Aim of the task.
A single number is required: how many lines of the listing below include the word "padding".

Dataset extract.
########

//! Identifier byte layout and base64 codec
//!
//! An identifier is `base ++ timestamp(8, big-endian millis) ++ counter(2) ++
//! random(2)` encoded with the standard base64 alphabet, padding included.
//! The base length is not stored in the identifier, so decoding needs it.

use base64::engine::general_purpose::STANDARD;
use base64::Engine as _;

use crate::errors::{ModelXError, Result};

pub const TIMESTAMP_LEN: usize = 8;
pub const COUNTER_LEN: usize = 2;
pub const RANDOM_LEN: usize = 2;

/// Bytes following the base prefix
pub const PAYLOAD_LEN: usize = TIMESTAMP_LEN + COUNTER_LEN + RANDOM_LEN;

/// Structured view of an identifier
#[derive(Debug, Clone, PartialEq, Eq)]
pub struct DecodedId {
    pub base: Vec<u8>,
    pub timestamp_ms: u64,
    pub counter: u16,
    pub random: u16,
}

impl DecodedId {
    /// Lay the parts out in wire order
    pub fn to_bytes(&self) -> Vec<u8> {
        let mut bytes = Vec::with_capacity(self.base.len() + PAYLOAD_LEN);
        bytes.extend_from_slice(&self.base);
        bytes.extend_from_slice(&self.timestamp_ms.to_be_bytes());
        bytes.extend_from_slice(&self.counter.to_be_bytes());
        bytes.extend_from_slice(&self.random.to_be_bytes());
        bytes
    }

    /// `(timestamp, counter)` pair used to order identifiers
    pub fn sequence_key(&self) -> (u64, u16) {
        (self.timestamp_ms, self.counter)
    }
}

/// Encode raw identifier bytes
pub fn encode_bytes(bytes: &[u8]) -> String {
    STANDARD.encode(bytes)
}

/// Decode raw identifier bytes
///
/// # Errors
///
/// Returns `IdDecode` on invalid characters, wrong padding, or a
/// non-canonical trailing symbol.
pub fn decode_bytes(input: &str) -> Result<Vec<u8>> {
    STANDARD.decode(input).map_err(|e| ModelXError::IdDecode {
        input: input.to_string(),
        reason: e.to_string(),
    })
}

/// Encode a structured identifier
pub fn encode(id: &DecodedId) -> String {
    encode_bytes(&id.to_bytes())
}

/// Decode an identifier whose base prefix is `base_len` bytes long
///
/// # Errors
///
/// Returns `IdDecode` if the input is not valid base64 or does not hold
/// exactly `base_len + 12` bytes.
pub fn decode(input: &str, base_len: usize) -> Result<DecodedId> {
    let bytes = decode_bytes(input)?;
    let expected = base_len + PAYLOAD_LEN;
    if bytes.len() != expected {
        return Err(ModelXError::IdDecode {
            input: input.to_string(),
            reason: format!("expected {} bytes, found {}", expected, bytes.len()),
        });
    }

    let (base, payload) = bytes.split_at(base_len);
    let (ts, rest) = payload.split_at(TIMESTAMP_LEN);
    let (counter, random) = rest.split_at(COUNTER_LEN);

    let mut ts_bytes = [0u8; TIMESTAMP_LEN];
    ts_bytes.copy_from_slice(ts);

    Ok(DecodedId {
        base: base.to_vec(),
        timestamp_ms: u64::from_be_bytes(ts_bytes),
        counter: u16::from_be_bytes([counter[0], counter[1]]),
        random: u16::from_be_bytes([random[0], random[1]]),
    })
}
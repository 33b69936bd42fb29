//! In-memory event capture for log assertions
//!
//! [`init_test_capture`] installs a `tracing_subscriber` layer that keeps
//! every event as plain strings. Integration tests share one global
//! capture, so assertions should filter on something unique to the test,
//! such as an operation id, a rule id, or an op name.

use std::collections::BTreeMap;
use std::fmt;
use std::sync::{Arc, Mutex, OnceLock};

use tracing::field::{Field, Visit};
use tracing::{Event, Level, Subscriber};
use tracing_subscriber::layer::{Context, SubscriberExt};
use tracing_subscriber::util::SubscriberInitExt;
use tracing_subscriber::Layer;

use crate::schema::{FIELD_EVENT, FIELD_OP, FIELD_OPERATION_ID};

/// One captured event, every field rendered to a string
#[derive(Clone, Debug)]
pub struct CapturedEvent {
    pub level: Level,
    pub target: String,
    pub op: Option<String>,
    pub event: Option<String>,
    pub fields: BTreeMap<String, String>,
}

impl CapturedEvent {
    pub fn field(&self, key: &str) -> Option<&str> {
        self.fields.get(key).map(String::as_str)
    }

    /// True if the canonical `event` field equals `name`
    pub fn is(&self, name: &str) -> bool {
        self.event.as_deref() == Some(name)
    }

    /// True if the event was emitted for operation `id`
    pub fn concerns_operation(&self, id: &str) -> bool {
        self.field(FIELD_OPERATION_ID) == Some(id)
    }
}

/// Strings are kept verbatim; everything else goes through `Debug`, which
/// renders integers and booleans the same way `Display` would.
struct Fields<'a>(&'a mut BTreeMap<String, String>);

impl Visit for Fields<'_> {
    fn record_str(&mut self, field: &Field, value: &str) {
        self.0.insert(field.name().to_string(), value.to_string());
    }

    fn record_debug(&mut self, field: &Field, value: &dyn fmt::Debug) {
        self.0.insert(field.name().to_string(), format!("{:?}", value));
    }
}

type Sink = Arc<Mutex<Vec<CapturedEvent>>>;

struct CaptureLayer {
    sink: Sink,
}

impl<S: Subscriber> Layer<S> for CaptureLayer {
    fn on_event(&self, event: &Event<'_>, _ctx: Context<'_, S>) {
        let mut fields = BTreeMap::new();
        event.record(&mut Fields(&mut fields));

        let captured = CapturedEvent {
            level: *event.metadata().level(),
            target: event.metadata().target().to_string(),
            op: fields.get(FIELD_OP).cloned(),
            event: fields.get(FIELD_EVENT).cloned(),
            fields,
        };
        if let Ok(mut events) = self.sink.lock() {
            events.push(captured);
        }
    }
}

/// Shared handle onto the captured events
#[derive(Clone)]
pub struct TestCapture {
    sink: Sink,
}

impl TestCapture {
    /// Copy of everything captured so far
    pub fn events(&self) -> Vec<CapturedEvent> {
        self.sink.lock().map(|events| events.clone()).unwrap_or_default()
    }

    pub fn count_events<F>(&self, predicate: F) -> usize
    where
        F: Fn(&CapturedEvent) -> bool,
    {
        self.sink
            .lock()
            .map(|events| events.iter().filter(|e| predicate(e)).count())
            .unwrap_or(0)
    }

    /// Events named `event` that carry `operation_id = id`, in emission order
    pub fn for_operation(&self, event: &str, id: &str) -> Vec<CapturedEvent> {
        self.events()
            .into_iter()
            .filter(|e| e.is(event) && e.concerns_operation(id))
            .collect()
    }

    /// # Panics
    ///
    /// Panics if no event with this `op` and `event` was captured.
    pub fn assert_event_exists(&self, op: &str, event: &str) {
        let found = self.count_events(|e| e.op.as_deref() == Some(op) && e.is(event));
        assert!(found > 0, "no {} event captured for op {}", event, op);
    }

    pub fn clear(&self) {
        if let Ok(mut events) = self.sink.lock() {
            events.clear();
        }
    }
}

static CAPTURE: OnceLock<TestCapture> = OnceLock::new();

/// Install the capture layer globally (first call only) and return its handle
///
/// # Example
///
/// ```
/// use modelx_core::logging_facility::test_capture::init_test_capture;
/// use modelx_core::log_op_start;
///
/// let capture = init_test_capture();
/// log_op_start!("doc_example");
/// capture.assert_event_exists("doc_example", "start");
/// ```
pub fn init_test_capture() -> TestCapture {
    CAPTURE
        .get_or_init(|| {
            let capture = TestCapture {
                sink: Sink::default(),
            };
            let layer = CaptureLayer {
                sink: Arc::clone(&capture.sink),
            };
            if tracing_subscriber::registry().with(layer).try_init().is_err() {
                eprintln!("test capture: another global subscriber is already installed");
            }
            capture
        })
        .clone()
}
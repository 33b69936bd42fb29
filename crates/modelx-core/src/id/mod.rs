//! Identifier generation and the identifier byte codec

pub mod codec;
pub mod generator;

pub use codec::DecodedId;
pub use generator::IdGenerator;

########

Task response.
2